Landscape Tips from photographer Edward M. Fielding
How does one shoot landscape photography like a pro? It seems obvious, but one of the most important things is to put yourself in front of compelling, intriguing, beautiful landscape subjects. The other part of it is composing that landscape and capturing it using well practiced technical skills.
Know your subject, Explore your subject
To create a great landscape photograph (notice I didn’t say “take”), it requires knowing your subject. You want to know what time of year is best, what time of day, when the light looks best, what time of year the angle of the sun hits that barn just right, when the leaves glow with the brilliance of autumn foliage.
The good landscape photographer also doesn’t just take a snap and jump into the car on to the next place. The good landscaper photographer explores the scene from various angles and various view points, exploring all sorts of composition possibilities.
Take the following photographs of one of the most iconic farms in Vermont – the Jenne Farm, which is well known to photographers who often line up in a line, jockeying their tripods into position at the break of dawn in peak foliage season in order to capture the same shot as the guy they are bumping shoulders with as the sun comes up. Sort of like sports fishermen lined up on a fishing pier or off a fishing charter. Or at least I’ve been told but I visit the site every once in a while and have never seen another fisherman, just the occasional cow. The little red box in the left bottom corner of the first photograph “Winter in Vermont” is actually a donation box.

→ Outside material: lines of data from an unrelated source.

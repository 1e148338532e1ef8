//! State leaves
//!
//! One leaf per participant: their current key, remaining voice credits,
//! the root of their per-option vote tree and the last accepted nonce. Leaf
//! zero never belongs to a user; it is re-randomized after every processed
//! batch so observers cannot correlate roots across batches.

use sotto_curve::{Point, PointOps};
use sotto_hash::FieldHash;

use crate::keys::{Keypair, PubKey};
use crate::Field;

/// A single leaf of the state accumulator
#[derive(Clone, Copy, Debug, PartialEq, Eq)]
pub struct StateLeaf {
    /// Key commands must currently be signed with
    pub pub_key: PubKey,
    /// Remaining voice credits
    pub voice_credit_balance: u64,
    /// Root of the per-option vote weight tree
    pub vote_option_tree_root: Field,
    /// Last accepted command nonce
    pub nonce: u64,
}

impl StateLeaf {
    /// Leaf digest committed into the state tree
    pub fn digest<H: FieldHash>(&self, hasher: &H) -> Field {
        hasher.hash(&[
            self.pub_key.0.x,
            self.pub_key.0.y,
            self.vote_option_tree_root,
            Field::from(self.voice_credit_balance),
            Field::from(self.nonce),
        ])
    }

    /// The initial zeroth leaf: group identity key, nothing spent
    pub fn blank(empty_vote_root: Field) -> Self {
        Self {
            pub_key: PubKey::from_point(Point::new(Field::from(0u64), Field::from(1u64))),
            voice_credit_balance: 0,
            vote_option_tree_root: empty_vote_root,
            nonce: 0,
        }
    }

    /// A fresh blinding leaf for the zeroth slot.
    ///
    /// The key is sampled from a throwaway keypair, so the digest is
    /// unpredictable to anyone who does not hold the discarded scalar.
    pub fn random<C: PointOps, R: ark_std::rand::Rng + ?Sized>(
        curve: &C,
        rng: &mut R,
        empty_vote_root: Field,
    ) -> Self {
        let throwaway = Keypair::generate(curve, rng);
        Self {
            pub_key: throwaway.pub_key,
            voice_credit_balance: 0,
            vote_option_tree_root: empty_vote_root,
            nonce: 0,
        }
    }
}
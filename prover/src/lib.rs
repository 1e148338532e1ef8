//! Batch witness generation and root attestation.
//!
//! The engine stages a batch and claims a post-batch state root; this
//! crate recomputes that root independently from the batch's circuit
//! inputs and refuses to attest any batch where the two disagree. The
//! replay generator stands where a proving backend would, consuming the
//! exact inputs a state transition circuit takes.

pub mod bridge;
pub mod errors;
pub mod witness;

pub use bridge::{ProofBridge, RootAttestation};
pub use errors::{ProverError, ProverResult};
pub use witness::{BatchWitness, ReplayWitnessGenerator, WitnessGenerator};
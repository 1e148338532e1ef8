//! CLI Commands

mod init;
mod keygen;
mod process;
mod pubkey;
mod publish;
mod signup;
mod status;
mod tally;

pub use init::InitCommand;
pub use keygen::KeygenCommand;
pub use process::ProcessCommand;
pub use pubkey::PubkeyCommand;
pub use publish::PublishCommand;
pub use signup::SignupCommand;
pub use status::StatusCommand;
pub use tally::TallyCommand;
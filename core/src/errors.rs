//! Error types for the state engine.

use thiserror::Error;

#[derive(Error, Debug)]
pub enum CoreError {
    #[error("Invalid election parameters: {0}")]
    InvalidParams(String),

    #[error("Cannot {operation} during the {period} period")]
    WrongPeriod {
        operation: &'static str,
        period: &'static str,
    },

    #[error("Signup capacity exhausted ({capacity} participants)")]
    SignupCapacity { capacity: usize },

    #[error("Message capacity exhausted ({capacity} messages)")]
    MessageCapacity { capacity: usize },

    #[error("Expected batch {expected}, got batch {got}")]
    BatchOutOfOrder { expected: u64, got: u64 },

    #[error("All message batches have been processed")]
    ProcessingComplete,

    #[error("Staged batch {batch_index} no longer matches the engine state")]
    StaleBatch { batch_index: u64 },

    #[error("Tally accumulator diverged from the final vote records")]
    TallyMismatch,

    #[error("Tree operation failed: {0}")]
    Tree(#[from] sotto_tree::TreeError),

    #[error("Domain operation failed: {0}")]
    Domain(#[from] sotto_domain::DomainError),
}

pub type CoreResult<T> = Result<T, CoreError>;
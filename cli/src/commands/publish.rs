//! Publish Command - Sign, encrypt and record a vote message

use std::path::PathBuf;

use ark_ff::UniformRand;
use clap::Args;
use rand::rngs::OsRng;
use sotto_chain::{ChainEvent, EventLog, MessageEvent};
use sotto_curve::BabyJubjub;
use sotto_domain::ser::field_from_decimal;
use sotto_domain::{ecdh, encrypt, Command, Field, Keypair, PrivKey, PubKey};
use sotto_hash::Poseidon;
use tracing::info;

use crate::config::{default_data_dir, SottoConfig};

/// Sign, encrypt and record a vote message
#[derive(Args)]
pub struct PublishCommand {
    /// Participant private key used to sign the command (sottosk. string)
    #[arg(short, long, env = "SOTTO_PRIVATE_KEY")]
    key: String,

    /// State index assigned at signup
    #[arg(short, long)]
    state_index: u64,

    /// Vote option index
    #[arg(short = 'o', long)]
    vote_option: u64,

    /// New vote weight for the option
    #[arg(short, long)]
    weight: u64,

    /// Command nonce
    #[arg(short, long)]
    nonce: u64,

    /// Rotate the account to this public key (defaults to the signing key)
    #[arg(long)]
    new_key: Option<String>,

    /// Command salt as a decimal field element (random when omitted)
    #[arg(long)]
    salt: Option<String>,

    /// Coordinator public key (overrides the configured one)
    #[arg(long)]
    coordinator: Option<String>,
}

impl PublishCommand {
    pub async fn execute(
        self,
        config_path: Option<PathBuf>,
        data_dir: Option<PathBuf>,
    ) -> anyhow::Result<()> {
        let data_dir = data_dir.unwrap_or_else(default_data_dir);
        let config = SottoConfig::resolve(config_path.as_deref(), &data_dir)?;

        let coordinator = match self.coordinator.or(config.coordinator.pub_key) {
            Some(key) => PubKey::deserialize(&key)?,
            None => anyhow::bail!(
                "no coordinator key configured; pass --coordinator or set it with `sotto init`"
            ),
        };

        let curve = BabyJubjub::new();
        let hasher = Poseidon::new();

        let keypair = Keypair::from_priv_key(&curve, PrivKey::deserialize(&self.key)?);
        let new_pub_key = match self.new_key {
            Some(key) => PubKey::deserialize(&key)?,
            None => keypair.pub_key,
        };

        let salt = match &self.salt {
            Some(raw) => field_from_decimal(raw)?,
            None => Field::rand(&mut OsRng),
        };

        let command = Command {
            state_index: self.state_index,
            new_pub_key,
            vote_option_index: self.vote_option,
            new_vote_weight: self.weight,
            nonce: self.nonce,
            salt,
        };
        let signature = command.sign(&curve, &hasher, &keypair.priv_key);

        // Fresh ephemeral key per message, so ciphertexts from the same
        // participant are unlinkable.
        let ephemeral = Keypair::generate(&curve, &mut OsRng);
        let shared = ecdh(&curve, &ephemeral.priv_key, &coordinator)?;
        let message = encrypt(&hasher, &shared, &command, &signature);

        let mut log = EventLog::open(data_dir.join(&config.storage.event_log))?;
        let index = log
            .events()
            .iter()
            .filter(|e| matches!(e, ChainEvent::Message(_)))
            .count();
        let block = log.next_block();
        log.append(ChainEvent::Message(MessageEvent {
            block,
            log_index: 0,
            message,
            enc_pub_key: ephemeral.pub_key,
        }))?;

        info!(block, message_index = index, "vote message recorded");

        println!("Vote message {} recorded at block {}", index, block);

        Ok(())
    }
}
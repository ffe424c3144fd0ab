//! Throughput measurement: a pool of concurrent transfer workers per session.
//!
//! A session is one direction (download or upload) against one endpoint.
//! Workers share a read-only [`TransferConfig`], return a [`WorkerReport`]
//! each, and the engine folds those into an [`AggregateResult`] after the
//! join barrier.

pub mod engine;
pub mod report;
pub mod worker;

pub use engine::TransferEngine;
pub use worker::{TransferWorker, WorkerState};

use std::time::Duration;

use serde::Serialize;
use thiserror::Error;

use crate::server::EndpointError;

/// Upper bound on concurrent workers per session.
pub const MAX_WORKERS: usize = 64;

/// Upper bound on passes per worker.
pub const MAX_REPEAT: u32 = 10_000;

/// Largest single object or payload, 1 GiB.
pub const MAX_TRANSFER_SIZE: u64 = 1 << 30;

#[derive(Debug, Error)]
pub enum TransferError {
    #[error("invalid {direction} configuration: {reason}")]
    InvalidConfig { direction: Direction, reason: String },

    #[error(transparent)]
    Endpoint(#[from] EndpointError),

    #[error("worker {worker} failed: {reason}")]
    WorkerFailed { worker: usize, reason: String },

    #[error("worker {worker} timed out after {after:?}")]
    WorkerTimedOut { worker: usize, after: Duration },

    #[error("{direction} session failed: all {workers} workers failed")]
    SessionFailed { direction: Direction, workers: usize },
}

/// Transfer direction of a session.
#[derive(Debug, Clone, Copy, PartialEq, Eq, Hash, Serialize)]
#[serde(rename_all = "lowercase")]
pub enum Direction {
    Download,
    Upload,
}

impl std::fmt::Display for Direction {
    fn fmt(&self, f: &mut std::fmt::Formatter<'_>) -> std::fmt::Result {
        match self {
            Direction::Download => write!(f, "download"),
            Direction::Upload => write!(f, "upload"),
        }
    }
}

/// Per-direction session configuration. Immutable once a session starts.
#[derive(Debug, Clone, PartialEq, Eq)]
pub struct TransferConfig {
    /// Concurrent workers in the session.
    pub workers: usize,
    /// Object (download) or payload (upload) sizes in bytes, smallest first.
    pub sizes: Vec<u64>,
    /// How many leading entries of `sizes` each worker exercises.
    pub length: usize,
    /// Passes over the exercised tiers per worker.
    pub repeat: u32,
    /// Per-worker deadline; an expired worker is cancelled and counted failed.
    pub timeout: Option<Duration>,
}

impl TransferConfig {
    /// One ~30 MB object per worker, four workers.
    pub fn download_defaults() -> Self {
        Self {
            workers: 4,
            sizes: vec![31_625_365],
            length: 1,
            repeat: 1,
            timeout: None,
        }
    }

    /// Three growing payloads per worker, two workers.
    pub fn upload_defaults() -> Self {
        Self {
            workers: 2,
            sizes: vec![262_144, 524_288, 1_048_576, 2_097_152, 4_194_304],
            length: 3,
            repeat: 1,
            timeout: None,
        }
    }

    pub fn validate(&self, direction: Direction) -> Result<(), TransferError> {
        let reason = if self.workers == 0 {
            "worker count must be at least 1".to_string()
        } else if self.sizes.is_empty() {
            "at least one size is required".to_string()
        } else if self.length == 0 {
            "length must be at least 1".to_string()
        } else if self.repeat == 0 {
            "repeat must be at least 1".to_string()
        } else if self.workers > MAX_WORKERS {
            format!("worker count {} exceeds {}", self.workers, MAX_WORKERS)
        } else if self.repeat > MAX_REPEAT {
            format!("repeat {} exceeds {}", self.repeat, MAX_REPEAT)
        } else if let Some(size) = self.sizes.iter().find(|&&s| s > MAX_TRANSFER_SIZE) {
            format!("size {} exceeds {} bytes", size, MAX_TRANSFER_SIZE)
        } else {
            return Ok(());
        };
        Err(TransferError::InvalidConfig { direction, reason })
    }

    /// Sizes actually exercised: the first `length` tiers.
    pub fn tiers(&self) -> &[u64] {
        &self.sizes[..self.length.min(self.sizes.len())]
    }
}

/// What one worker hands back through the join barrier.
#[derive(Debug)]
pub struct WorkerReport {
    pub worker: usize,
    pub bytes: u64,
    pub elapsed: Duration,
    pub state: WorkerState,
    pub error: Option<TransferError>,
}

impl WorkerReport {
    pub fn completed(worker: usize, bytes: u64, elapsed: Duration) -> Self {
        Self {
            worker,
            bytes,
            elapsed,
            state: WorkerState::Completed,
            error: None,
        }
    }

    /// A failed worker contributes nothing: `(0, 0)`.
    pub fn failed(worker: usize, error: TransferError) -> Self {
        Self {
            worker,
            bytes: 0,
            elapsed: Duration::ZERO,
            state: WorkerState::Failed,
            error: Some(error),
        }
    }

    pub fn is_completed(&self) -> bool {
        self.state == WorkerState::Completed
    }
}

/// Session totals.
#[derive(Debug, Clone, PartialEq, Serialize)]
pub struct AggregateResult {
    pub direction: Direction,
    pub total_bytes: u64,
    #[serde(rename = "elapsed_secs", serialize_with = "as_secs_f64")]
    pub elapsed: Duration,
    pub bits_per_second: f64,
    pub workers: usize,
    pub failed_workers: usize,
}

impl AggregateResult {
    pub fn mbps(&self) -> f64 {
        self.bits_per_second / 1_000_000.0
    }
}

fn as_secs_f64<S: serde::Serializer>(d: &Duration, s: S) -> Result<S::Ok, S::Error> {
    s.serialize_f64(d.as_secs_f64())
}

/// Fold worker reports into session throughput.
///
/// Throughput is total bytes of completed workers over the session's wall
/// clock, never the sum or mean of per-worker times.
pub fn aggregate(
    direction: Direction,
    reports: &[WorkerReport],
    session_elapsed: Duration,
) -> Result<AggregateResult, TransferError> {
    let completed: Vec<&WorkerReport> = reports.iter().filter(|r| r.is_completed()).collect();
    if completed.is_empty() {
        return Err(TransferError::SessionFailed {
            direction,
            workers: reports.len(),
        });
    }

    let total_bytes: u64 = completed.iter().map(|r| r.bytes).sum();
    let secs = session_elapsed.as_secs_f64().max(1e-6);

    Ok(AggregateResult {
        direction,
        total_bytes,
        elapsed: session_elapsed,
        bits_per_second: total_bytes as f64 * 8.0 / secs,
        workers: reports.len(),
        failed_workers: reports.len() - completed.len(),
    })
}
use super::{Transport, TransportError};
use crate::config::HttpConfig;
use bytes::Bytes;
use futures::StreamExt;
use reqwest::header::CONTENT_TYPE;
use reqwest::{Client, Response, Url};
use std::time::Duration;
use tracing::trace;

/// `reqwest`-backed transport shared by the prober and all transfer workers.
#[derive(Clone)]
pub struct HttpTransport {
    client: Client,
}

impl HttpTransport {
    pub fn new(config: &HttpConfig) -> Result<Self, TransportError> {
        let mut builder = Client::builder()
            .connect_timeout(Duration::from_secs(config.connect_timeout_secs))
            .user_agent(config.user_agent.clone());
        if let Some(secs) = config.request_timeout_secs {
            builder = builder.timeout(Duration::from_secs(secs));
        }
        let client = builder
            .build()
            .map_err(|e| TransportError::Client(e.to_string()))?;
        Ok(Self { client })
    }

    /// Wrap an existing client (tests, custom TLS setups).
    pub fn with_client(client: Client) -> Self {
        Self { client }
    }

    pub fn client(&self) -> &Client {
        &self.client
    }
}

fn check_status(url: &Url, resp: Response) -> Result<Response, TransportError> {
    let status = resp.status();
    if status.is_success() {
        Ok(resp)
    } else {
        Err(TransportError::Status {
            url: url.to_string(),
            status: status.as_u16(),
        })
    }
}

#[async_trait::async_trait]
impl Transport for HttpTransport {
    async fn get(&self, url: &Url) -> Result<u64, TransportError> {
        let resp = self
            .client
            .get(url.clone())
            .send()
            .await
            .map_err(|e| TransportError::Connect {
                url: url.to_string(),
                reason: e.to_string(),
            })?;
        let resp = check_status(url, resp)?;

        let mut received: u64 = 0;
        let mut stream = resp.bytes_stream();
        while let Some(chunk) = stream.next().await {
            let chunk = chunk.map_err(|e| TransportError::Body {
                url: url.to_string(),
                reason: e.to_string(),
            })?;
            received += chunk.len() as u64;
        }

        trace!(%url, received, "GET complete");
        Ok(received)
    }

    async fn post(&self, url: &Url, body: Bytes) -> Result<u64, TransportError> {
        let sent = body.len() as u64;
        let resp = self
            .client
            .post(url.clone())
            .header(CONTENT_TYPE, "application/x-www-form-urlencoded")
            .body(body)
            .send()
            .await
            .map_err(|e| TransportError::Connect {
                url: url.to_string(),
                reason: e.to_string(),
            })?;
        let resp = check_status(url, resp)?;

        // The server's reply confirms the upload; drain it so the
        // connection can be reused.
        resp.bytes().await.map_err(|e| TransportError::Body {
            url: url.to_string(),
            reason: e.to_string(),
        })?;

        trace!(%url, sent, "POST complete");
        Ok(sent)
    }
}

The above photographs of Jenne Farm are just a few from my portfolio which illustrate a variety of angles, views, and times and seasons in which I’ve explored and investigated the possibilities of this single landscape. Sure its easier to know a place when its in the neighborhood rather than a place you might be visiting on vacation but the ideas of exploring and learning about a place still apply. You can revisit a special place at different times during a day. You can also so your homework ahead of time to explore a place a various times of the day. With the Internet a popular stop like Jenne Farm will have tons of photographs online. You can explore the area and various compositions as well as time of day from the comfort of your arm chair. Your challenge when you actually visit the location is to find your own special take on it.
From Wikipedia: Jenne Farm is a farm located in Reading, Vermont. It is one of the most photographed farms in the world, especially in autumn. The farm has appeared in magazine covers, photography books, and a Budweiser television advertisement; it has also served as a setting in the films Forrest Gump and Funny Farm. Photographs of the farm have appeared on posters, postcards and wall calendars.
Despite its fame, the private farm is located along a dirt road and is not heavily promoted. The only sign indicating its presence is a tiny board along Vermont State Route 106 advertising maple syrup.
The farm became noted for photogenic scenery about 1955 when a photography school in South Woodstock discovered it. Later, it appeared as an entry in a Life photo contest, on the cover of Yankee magazine, and in Vermont Life.